The program is expected to lower 2019 premium rates in Wisconsin’s individual health insurance market on a weighted average by 3.5% from 2018 rates, and an estimated 11% as compared to without the waiver. The program has also brought stability to the individual market, with additional health plans planning to participate in 2019.  

Government Underpayment 
The final challenge Borgerding shared with the group is one echoed across the state:  the lack of adequate reimbursement for providing services to Medicaid payments.  According to WHA, hospitals alone are reimbursed $1.1 billion less than what it costs to provide care to Medicaid patients.  That translates into more than $1 billion in higher health care costs for everyone else as those unpaid costs are shifted to others, Borgerding said.  It’s a dynamic dubbed “The Hidden Health Care Tax” and it is only getting worse.  

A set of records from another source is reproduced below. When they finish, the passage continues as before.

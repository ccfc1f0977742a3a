//! PostgreSQL token and throttle store
//!
//! Shared-state counterpart of `platform::cache::MemoryCache` for
//! deployments running more than one process. Token records live in
//! `cache_entries`, throttle buckets in `throttle_buckets`.

use std::sync::Arc;
use std::time::Duration;

use platform::cache::{CacheError, KeyValueStore};
use platform::clock::{Clock, SystemClock};
use platform::rate_limit::{Reservation, ThrottleStore, ThrottleStoreError};
use sqlx::PgPool;

fn unavailable(err: sqlx::Error) -> CacheError {
    tracing::error!(error = %err, "Cache store query failed");
    CacheError::Unavailable(err.to_string())
}

fn throttle_unavailable(err: sqlx::Error) -> ThrottleStoreError {
    tracing::error!(error = %err, "Throttle store query failed");
    ThrottleStoreError::Unavailable(err.to_string())
}

#[derive(Clone)]
pub struct PgCacheStore {
    pool: PgPool,
    clock: Arc<dyn Clock>,
}

impl PgCacheStore {
    pub fn new(pool: PgPool) -> Self {
        Self::with_clock(pool, Arc::new(SystemClock))
    }

    pub fn with_clock(pool: PgPool, clock: Arc<dyn Clock>) -> Self {
        Self { pool, clock }
    }

    /// Delete expired entries and elapsed buckets
    pub async fn purge_expired(&self) -> Result<u64, CacheError> {
        let now_ms = self.clock.now_ms();

        let entries = sqlx::query("DELETE FROM cache_entries WHERE expires_at_ms <= $1")
            .bind(now_ms)
            .execute(&self.pool)
            .await
            .map_err(unavailable)?
            .rows_affected();
        let buckets = sqlx::query("DELETE FROM throttle_buckets WHERE reset_at_ms <= $1")
            .bind(now_ms)
            .execute(&self.pool)
            .await
            .map_err(unavailable)?
            .rows_affected();

        tracing::info!(entries, buckets, "Purged expired cache rows");
        Ok(entries + buckets)
    }

    /// Run [`PgCacheStore::purge_expired`] every `every` on the current
    /// runtime until the handle is aborted
    pub fn spawn_purge(&self, every: Duration) -> tokio::task::JoinHandle<()> {
        let store = self.clone();
        let mut ticker = tokio::time::interval(every);
        tokio::spawn(async move {
            loop {
                ticker.tick().await;
                if let Err(err) = store.purge_expired().await {
                    tracing::warn!(error = %err, "Cache purge failed; retrying next tick");
                }
            }
        })
    }
}

impl std::fmt::Debug for PgCacheStore {
    fn fmt(&self, f: &mut std::fmt::Formatter<'_>) -> std::fmt::Result {
        f.debug_struct("PgCacheStore").finish_non_exhaustive()
    }
}

// ============================================================================
// Key-value store
// ============================================================================

impl KeyValueStore for PgCacheStore {
    async fn get(&self, key: &str) -> Result<Option<String>, CacheError> {
        sqlx::query_scalar::<_, String>(
            r#"
            SELECT value FROM cache_entries
            WHERE key = $1 AND (expires_at_ms IS NULL OR expires_at_ms > $2)
            "#,
        )
        .bind(key)
        .bind(self.clock.now_ms())
        .fetch_optional(&self.pool)
        .await
        .map_err(unavailable)
    }

    async fn put(&self, key: &str, value: String, ttl: Option<Duration>) -> Result<(), CacheError> {
        let expires_at_ms = ttl.map(|ttl| self.clock.now_ms() + ttl.as_millis() as i64);

        sqlx::query(
            r#"
            INSERT INTO cache_entries (key, value, expires_at_ms)
            VALUES ($1, $2, $3)
            ON CONFLICT (key) DO UPDATE SET
                value = EXCLUDED.value,
                expires_at_ms = EXCLUDED.expires_at_ms
            "#,
        )
        .bind(key)
        .bind(value)
        .bind(expires_at_ms)
        .execute(&self.pool)
        .await
        .map_err(unavailable)?;

        Ok(())
    }

    async fn forget(&self, key: &str) -> Result<bool, CacheError> {
        let live = sqlx::query_scalar::<_, bool>(
            r#"
            DELETE FROM cache_entries WHERE key = $1
            RETURNING (expires_at_ms IS NULL OR expires_at_ms > $2)
            "#,
        )
        .bind(key)
        .bind(self.clock.now_ms())
        .fetch_optional(&self.pool)
        .await
        .map_err(unavailable)?;

        Ok(live.unwrap_or(false))
    }

    async fn pull(&self, key: &str) -> Result<Option<String>, CacheError> {
        let row = sqlx::query_as::<_, (String, bool)>(
            r#"
            DELETE FROM cache_entries WHERE key = $1
            RETURNING value, (expires_at_ms IS NULL OR expires_at_ms > $2)
            "#,
        )
        .bind(key)
        .bind(self.clock.now_ms())
        .fetch_optional(&self.pool)
        .await
        .map_err(unavailable)?;

        Ok(row.filter(|(_, live)| *live).map(|(value, _)| value))
    }

    async fn take_if(
        &self,
        key: &str,
        predicate: impl FnOnce(&str) -> bool + Send,
    ) -> Result<bool, CacheError> {
        let mut tx = self.pool.begin().await.map_err(unavailable)?;

        let value = sqlx::query_scalar::<_, String>(
            r#"
            SELECT value FROM cache_entries
            WHERE key = $1 AND (expires_at_ms IS NULL OR expires_at_ms > $2)
            FOR UPDATE
            "#,
        )
        .bind(key)
        .bind(self.clock.now_ms())
        .fetch_optional(&mut *tx)
        .await
        .map_err(unavailable)?;

        let Some(value) = value.filter(|v| predicate(v)) else {
            tx.rollback().await.map_err(unavailable)?;
            return Ok(false);
        };

        sqlx::query("DELETE FROM cache_entries WHERE key = $1 AND value = $2")
            .bind(key)
            .bind(value)
            .execute(&mut *tx)
            .await
            .map_err(unavailable)?;
        tx.commit().await.map_err(unavailable)?;

        Ok(true)
    }
}

// ============================================================================
// Throttle store
// ============================================================================

impl ThrottleStore for PgCacheStore {
    async fn reserve(
        &self,
        key: &str,
        max_attempts: u32,
        window_ms: i64,
        now_ms: i64,
    ) -> Result<Reservation, ThrottleStoreError> {
        // SET expressions read the row as it was before the update, so
        // `allowed` reflects the pre-increment state
        let (count, reset_at_ms, allowed) = sqlx::query_as::<_, (i32, i64, bool)>(
            r#"
            INSERT INTO throttle_buckets (key, count, reset_at_ms, allowed)
            VALUES ($1, LEAST(1, $2), $3 + $4, $2 > 0)
            ON CONFLICT (key) DO UPDATE SET
                count = CASE
                    WHEN throttle_buckets.reset_at_ms <= $3 THEN LEAST(1, $2)
                    WHEN throttle_buckets.count < $2 THEN throttle_buckets.count + 1
                    ELSE throttle_buckets.count
                END,
                reset_at_ms = CASE
                    WHEN throttle_buckets.reset_at_ms <= $3 THEN $3 + $4
                    ELSE throttle_buckets.reset_at_ms
                END,
                allowed = CASE
                    WHEN throttle_buckets.reset_at_ms <= $3 THEN $2 > 0
                    ELSE throttle_buckets.count < $2
                END
            RETURNING count, reset_at_ms, allowed
            "#,
        )
        .bind(key)
        .bind(i32::try_from(max_attempts).unwrap_or(i32::MAX))
        .bind(now_ms)
        .bind(window_ms)
        .fetch_one(&self.pool)
        .await
        .map_err(throttle_unavailable)?;

        Ok(Reservation {
            allowed,
            attempts: count.max(0) as u32,
            reset_at_ms,
        })
    }

    async fn release(&self, key: &str, now_ms: i64) -> Result<(), ThrottleStoreError> {
        sqlx::query(
            r#"
            UPDATE throttle_buckets SET count = GREATEST(count - 1, 0)
            WHERE key = $1 AND reset_at_ms > $2
            "#,
        )
        .bind(key)
        .bind(now_ms)
        .execute(&self.pool)
        .await
        .map_err(throttle_unavailable)?;

        Ok(())
    }

    async fn clear(&self, key: &str) -> Result<(), ThrottleStoreError> {
        sqlx::query("DELETE FROM throttle_buckets WHERE key = $1")
            .bind(key)
            .execute(&self.pool)
            .await
            .map_err(throttle_unavailable)?;

        Ok(())
    }

    async fn attempts(&self, key: &str, now_ms: i64) -> Result<u32, ThrottleStoreError> {
        let count = sqlx::query_scalar::<_, i32>(
            "SELECT count FROM throttle_buckets WHERE key = $1 AND reset_at_ms > $2",
        )
        .bind(key)
        .bind(now_ms)
        .fetch_optional(&self.pool)
        .await
        .map_err(throttle_unavailable)?;

        Ok(count.map_or(0, |c| c.max(0) as u32))
    }
}
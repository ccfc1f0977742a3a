//! Field Errors - Field-scoped validation messages
//!
//! A [`FieldErrors`] list keeps messages in the order they were added, which
//! is the order the rule set declared the fields. Responses render them in
//! that order so clients see a stable field sequence.

use std::borrow::Cow;
use std::collections::BTreeMap;

use serde::Serialize;

/// One message attached to one input field
///
/// `message` is a translation key (`validation.unique`, `auth.throttle`);
/// `params` are the placeholders the translator substitutes.
#[derive(Debug, Clone, PartialEq, Eq, Serialize)]
pub struct FieldError {
    pub field: String,
    pub message: Cow<'static, str>,
    #[serde(skip_serializing_if = "BTreeMap::is_empty")]
    pub params: BTreeMap<String, String>,
}

impl FieldError {
    pub fn new(field: impl Into<String>, message: impl Into<Cow<'static, str>>) -> Self {
        Self {
            field: field.into(),
            message: message.into(),
            params: BTreeMap::new(),
        }
    }

    pub fn with_param(mut self, key: impl Into<String>, value: impl ToString) -> Self {
        self.params.insert(key.into(), value.to_string());
        self
    }
}

/// Ordered collection of [`FieldError`]s
///
/// ## Examples
/// ```rust
/// use kernel::error::field::FieldErrors;
///
/// let errors = FieldErrors::for_fields(["email", "name"], "validation.unique");
/// assert_eq!(errors.fields().collect::<Vec<_>>(), vec!["email", "name"]);
/// ```
#[derive(Debug, Clone, Default, PartialEq, Eq, Serialize)]
#[serde(transparent)]
pub struct FieldErrors(Vec<FieldError>);

impl FieldErrors {
    pub fn new() -> Self {
        Self(Vec::new())
    }

    /// A single message for a single field
    pub fn single(field: impl Into<String>, message: impl Into<Cow<'static, str>>) -> Self {
        Self(vec![FieldError::new(field, message)])
    }

    /// The same message for every listed field, in iteration order
    pub fn for_fields<I, S>(fields: I, message: impl Into<Cow<'static, str>>) -> Self
    where
        I: IntoIterator<Item = S>,
        S: Into<String>,
    {
        let message = message.into();
        Self(
            fields
                .into_iter()
                .map(|field| FieldError::new(field, message.clone()))
                .collect(),
        )
    }

    pub fn push(&mut self, error: FieldError) {
        self.0.push(error);
    }

    /// Append a message, builder style
    pub fn with(mut self, field: impl Into<String>, message: impl Into<Cow<'static, str>>) -> Self {
        self.0.push(FieldError::new(field, message));
        self
    }

    /// Attach a placeholder to every message in the list
    pub fn with_param(mut self, key: &str, value: impl ToString) -> Self {
        let value = value.to_string();
        for error in &mut self.0 {
            error.params.insert(key.to_string(), value.clone());
        }
        self
    }

    pub fn is_empty(&self) -> bool {
        self.0.is_empty()
    }

    pub fn len(&self) -> usize {
        self.0.len()
    }

    pub fn iter(&self) -> impl Iterator<Item = &FieldError> {
        self.0.iter()
    }

    /// Field names in insertion order (duplicates kept)
    pub fn fields(&self) -> impl Iterator<Item = &str> {
        self.0.iter().map(|e| e.field.as_str())
    }

    /// Messages recorded for one field
    pub fn messages_for<'a>(&'a self, field: &'a str) -> impl Iterator<Item = &'a str> + 'a {
        self.0
            .iter()
            .filter(move |e| e.field == field)
            .map(|e| e.message.as_ref())
    }

    pub fn contains(&self, field: &str, message: &str) -> bool {
        self.messages_for(field).any(|m| m == message)
    }
}

impl IntoIterator for FieldErrors {
    type Item = FieldError;
    type IntoIter = std::vec::IntoIter<FieldError>;

    fn into_iter(self) -> Self::IntoIter {
        self.0.into_iter()
    }
}

impl FromIterator<FieldError> for FieldErrors {
    fn from_iter<T: IntoIterator<Item = FieldError>>(iter: T) -> Self {
        Self(iter.into_iter().collect())
    }
}
//! Delete Account Use Case
//!
//! Removes the authenticated principal after a password check. Tokens,
//! notifications and sessions go with it.

use std::sync::Arc;

use kernel::error::kind::ErrorKind;
use serde::Serialize;

use crate::application::pipeline::{self, AuthContext, check_rules};
use crate::application::rules;
use crate::application::service::SuppliedSecret;
use crate::application::services::{AuthCache, AuthServices};
use crate::domain::event::AuthEvent;
use crate::domain::repository::AuthRepository;
use crate::error::{AuthError, AuthResult};

#[derive(Default, Serialize)]
pub struct DeleteAccountInput {
    pub password: Option<String>,
}

pub struct DeleteAccountUseCase<R, C> {
    services: Arc<AuthServices<R, C>>,
}

impl<R: AuthRepository, C: AuthCache> DeleteAccountUseCase<R, C> {
    pub fn new(services: Arc<AuthServices<R, C>>) -> Self {
        Self { services }
    }

    pub async fn execute(&self, ctx: &AuthContext, input: DeleteAccountInput) -> AuthResult<()> {
        let s = &self.services;
        let principal_id = ctx.principal_id.ok_or(AuthError::Unauthenticated)?;
        let _lock = s.locks.lock(principal_id).await;
        let me = s.resolve_me(ctx).await?;

        // Throttle (shares the password-check bucket)
        let limit = s
            .config
            .throttle
            .password
            .by(s.signature("password", ctx, Some(&me)).hash());
        let ticket = s
            .throttle_credentials(&ctx.guard, &[limit], &["password"], ErrorKind::UnprocessableEntity)
            .await?;

        // Validate: a principal with a password must present it
        let mut errors = check_rules(&rules::password_check(), &pipeline::payload(&input)?);
        let secret = SuppliedSecret::from_input(input.password.as_deref());
        if me.has_password() && secret.is_absent() && errors.is_empty() {
            errors.push(kernel::error::field::FieldError::new("password", "validation.required"));
        }
        let ticket = s.settle_input(ticket, errors).await?;

        if !s.credentials.validate(&me, &secret) {
            return Err(s.reject_secret(ticket, Some(&me), &ctx.guard, "password", "auth.password"));
        }
        s.events.fire(AuthEvent::Validated {
            guard: ctx.guard.clone(),
            principal_id: me.id,
        });

        // Mutate
        s.remove_principal(&me).await?;
        ticket.clear().await?;

        s.events.fire(AuthEvent::AccountDeleted {
            guard: ctx.guard.clone(),
            principal_id: me.id,
        });
        Ok(())
    }
}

To help hospitals that serve higher numbers of Medicaid patients, in the last state budget, WHA championed reimbursement improvements to offset hospitals’ uncompensated care costs, improve access for Medicaid and uninsured patients, and help maintain the financial stability of safety-net hospitals. One example is the state’s Medicaid Disproportionate Share Hospital (DSH) program, which provides $130+ million over the biennium to hospitals serving higher numbers of Medicaid and incurring high levels of losses. WHA also succeeded in creating a $1.2 million Rural Critical Care supplement for Wisconsin’s 11 non-DSH hospitals that do not meet the obstetrical services requirement.  

Over the past decade, WHA has also preserved and protected the Wisconsin’s nearly $425 million annual hospital assessment. The program is well-crafted and has served its purpose as intended, Borgerding noted.  

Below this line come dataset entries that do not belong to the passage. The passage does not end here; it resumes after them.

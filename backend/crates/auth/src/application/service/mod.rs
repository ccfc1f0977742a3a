//! Application services shared by the use cases

pub mod credential_validator;
pub mod locks;
pub mod remember_token;
pub mod session_invalidator;
pub mod token_broker;

pub use credential_validator::{CredentialValidator, SuppliedSecret};
pub use locks::PrincipalLocks;
pub use remember_token::RememberTokenCycler;
pub use session_invalidator::SessionInvalidator;
pub use token_broker::{TokenBroker, TokenKind};
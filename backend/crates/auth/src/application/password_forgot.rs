//! Password Forgot Use Case
//!
//! Sends a reset token to the address. The answer never reveals whether
//! the address belongs to a principal.

use std::sync::Arc;

use kernel::error::{field::FieldErrors, kind::ErrorKind};
use serde::Serialize;

use crate::application::pipeline::{self, AuthContext, check_rules, parse_field};
use crate::application::rules;
use crate::application::services::{AuthCache, AuthServices};
use crate::domain::notification::{Notification, Recipient};
use crate::domain::repository::AuthRepository;
use crate::domain::value_object::email::Email;
use crate::error::{AuthError, AuthResult};

/// Status key returned for every accepted request
pub const RESET_LINK_SENT: &str = "passwords.sent";

#[derive(Default, Serialize)]
pub struct PasswordForgotInput {
    pub email: String,
}

#[derive(Debug, Clone, PartialEq, Eq)]
pub struct PasswordForgotOutput {
    pub status: &'static str,
}

pub struct PasswordForgotUseCase<R, C> {
    services: Arc<AuthServices<R, C>>,
}

impl<R: AuthRepository, C: AuthCache> PasswordForgotUseCase<R, C> {
    pub fn new(services: Arc<AuthServices<R, C>>) -> Self {
        Self { services }
    }

    pub async fn execute(
        &self,
        ctx: &AuthContext,
        input: PasswordForgotInput,
    ) -> AuthResult<PasswordForgotOutput> {
        let s = &self.services;
        s.require_guest(ctx)?;

        // Throttle (keyed by the normalized address when it parses)
        let scope = Email::new(&input.email)
            .map(|e| e.as_str().to_string())
            .unwrap_or_else(|_| input.email.clone());
        let limit = s.config.throttle.password_forgot.by(
            s.signature("password_forgot", ctx, None)
                .data("email", scope)
                .hash(),
        );
        let ticket = s
            .throttle(&[limit], &["email"], ErrorKind::UnprocessableEntity)
            .await?;

        // Validate
        let mut errors: FieldErrors =
            check_rules(&rules::password_forgot(&s.config), &pipeline::payload(&input)?);
        let email = parse_field(&mut errors, "email", Email::new(&input.email));
        let ticket = s.settle_input(ticket, errors).await?;
        let email = email.ok_or_else(|| AuthError::Internal("email passed validation unset".into()))?;

        // Every accepted request counts
        ticket.hit();
        let sent = PasswordForgotOutput {
            status: RESET_LINK_SENT,
        };

        let Some(principal) = s.repo.find_principal_by_email(&ctx.guard, &email).await? else {
            tracing::debug!(guard = %ctx.guard, "Reset requested for unknown address");
            return Ok(sent);
        };

        if s.resets
            .recently_issued(&ctx.guard, email.as_str(), s.config.reset_resend_throttle)
            .await?
        {
            tracing::debug!(principal_id = %principal.id, "Reset token re-issue suppressed");
            return Ok(sent);
        }

        let token = s.resets.issue(&ctx.guard, email.as_str()).await?;
        s.notifier.send(
            Recipient::principal(principal.id, email),
            Notification::PasswordReset { token },
        );

        tracing::info!(principal_id = %principal.id, "Password reset token sent");
        Ok(sent)
    }
}
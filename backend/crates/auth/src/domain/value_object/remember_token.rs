//! Remember Token Value Object
//!
//! Long-lived "stay signed in" credential. Only one value is valid per
//! principal at a time, so rotating it revokes every remember-me login.

use platform::crypto::{constant_time_eq, random_alphanumeric};
use std::fmt;

/// Token length in characters
pub const REMEMBER_TOKEN_LENGTH: usize = 60;

#[derive(Clone, PartialEq, Eq)]
pub struct RememberToken(String);

impl RememberToken {
    /// Fresh random token (`[A-Za-z0-9]{60}`)
    pub fn generate() -> Self {
        Self(random_alphanumeric(REMEMBER_TOKEN_LENGTH))
    }

    pub fn from_db(token: impl Into<String>) -> Self {
        Self(token.into())
    }

    pub fn as_str(&self) -> &str {
        &self.0
    }

    /// Constant-time comparison with a presented token
    pub fn matches(&self, presented: &str) -> bool {
        constant_time_eq(self.0.as_bytes(), presented.as_bytes())
    }
}

impl fmt::Debug for RememberToken {
    fn fmt(&self, f: &mut fmt::Formatter<'_>) -> fmt::Result {
        f.debug_tuple("RememberToken").field(&"[REDACTED]").finish()
    }
}
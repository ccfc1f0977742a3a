//! Logout Other Devices Use Case
//!
//! Confirms the password, then ends every other session and rotates the
//! remember token so no other device stays logged in.

use std::sync::Arc;

use kernel::error::kind::ErrorKind;
use serde::Serialize;

use crate::application::pipeline::{self, AuthContext, check_rules};
use crate::application::rules;
use crate::application::service::SuppliedSecret;
use crate::application::services::{AuthCache, AuthServices};
use crate::domain::entity::{auth_session::AuthSession, principal::Principal};
use crate::domain::event::AuthEvent;
use crate::domain::repository::AuthRepository;
use crate::domain::value_object::user_password::UserPassword;
use crate::error::{AuthError, AuthResult};

#[derive(Default, Serialize)]
pub struct LogoutOtherDevicesInput {
    pub password: Option<String>,
}

#[derive(Debug)]
pub struct LogoutOtherDevicesOutput {
    pub principal: Principal,
    /// The caller's session under its new id
    pub session: AuthSession,
}

pub struct LogoutOtherDevicesUseCase<R, C> {
    services: Arc<AuthServices<R, C>>,
}

impl<R: AuthRepository, C: AuthCache> LogoutOtherDevicesUseCase<R, C> {
    pub fn new(services: Arc<AuthServices<R, C>>) -> Self {
        Self { services }
    }

    pub async fn execute(
        &self,
        ctx: &AuthContext,
        input: LogoutOtherDevicesInput,
    ) -> AuthResult<LogoutOtherDevicesOutput> {
        let s = &self.services;
        let principal_id = ctx.principal_id.ok_or(AuthError::Unauthenticated)?;
        let _lock = s.locks.lock(principal_id).await;
        let me = s.resolve_me(ctx).await?;

        // Throttle
        let limit = s
            .config
            .throttle
            .password
            .by(s.signature("password", ctx, Some(&me)).hash());
        let ticket = s
            .throttle_credentials(&ctx.guard, &[limit], &["password"], ErrorKind::UnprocessableEntity)
            .await?;

        // Validate
        let errors = check_rules(&rules::password_check(), &pipeline::payload(&input)?);
        let ticket = s.settle_input(ticket, errors).await?;

        let secret = SuppliedSecret::from_input(input.password.as_deref());
        if !s.credentials.validate(&me, &secret) {
            return Err(s.reject_secret(ticket, Some(&me), &ctx.guard, "password", "auth.password"));
        }
        s.events.fire(AuthEvent::Validated {
            guard: ctx.guard.clone(),
            principal_id: me.id,
        });
        ticket.clear().await?;

        // Mutate: a fresh hash of the same secret, and a fresh remember token
        let now = s.now();
        let mut updated = me.clone();
        let rehashed = match secret.as_clear_text() {
            Some(clear) => {
                updated.set_password(UserPassword::rehash(clear, s.hasher())?, now);
                true
            }
            None => {
                s.remember.cycle(&mut updated);
                false
            }
        };
        let principal = s.save_principal(&me, updated, ctx.session_id).await?;

        // Side effects; a new hash already ended the other sessions in
        // `save_principal`
        if !rehashed {
            s.sessions
                .logout_other_devices(principal.id, ctx.session_id)
                .await?;
        }
        s.events.fire(AuthEvent::OtherDeviceLogout {
            guard: ctx.guard.clone(),
            principal_id: principal.id,
        });
        let session = s.relogin(&principal, ctx.session_id, &ctx.client).await?;

        Ok(LogoutOtherDevicesOutput { principal, session })
    }
}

“Like most other states, Wisconsin hospitals were willing to step up to the plate and pay this assessment, which also increases the federal investment in the program. It’s proven to be a well-crafted approach that is working, preserving access to crucial hospital and other health care services, which is beneficial to hospitals, patients and employers,” said Borgerding.  “However, its notable that the state ‘skims’ about $150 million from the hospital assessment each year, while at the same time, Wisconsin is projecting a $102 million surplus in its Medicaid program.  That doesn’t make sense and needs to change. I think hospitals are being ‘overskimmed’.” 

Will Wisconsin Adopt Full Medicaid Expansion?
One of the most hotly debated health care topics in the Governor and Legislature races is Medicaid expansion. Wisconsin rejected full expansion under the ACA, and in the process, has passed up hundreds of million in additional federal Medicaid funding.  At the same time, Wisconsin has no insurance “coverage gap,” is the only state with complete access to coverage, and has invested some $3 billion in additional State funding into its Medicaid program since 2011.  

As politicians debate whether Wisconsin should take ACA-style Medicaid expansion, the primary question seems to revolve around the hundreds of millions in new federal money.  Not just taking the money, according to Borgerding, but how to spend the money.

“It’s unclear what will happen next year with Medicaid expansion; that will most likely be determined by the outcome of the election,” Borgerding said.  “But what is becoming troublingly clear is the desire by many proponents of Medicaid expansion to use the additional federal health care money for everything other than health care.  This is counter to what those dollars are for, and if Wisconsin goes the expansion route, WHA will join with others in taking a firm stand on preserving health care dollars for health care.”

2019 Public Policy Agenda Development
Borgerding wrapped up the session by noting that WHA is in the process of developing next year’s legislative agenda based upon feedback from members and other key stakeholders.  WHA put together a variety of workgroups, including the following, to gather input over the past year:

  • Medicaid Policy/State Budget Workgroup
  • Telemedicine Workgroup
  • Post-acute Care Workgroup
  • Behavior Health Task Force
  • Dental Access Workgroup
“We go where our members are going – that’s what makes us relevant and impactful,” said Borgerding.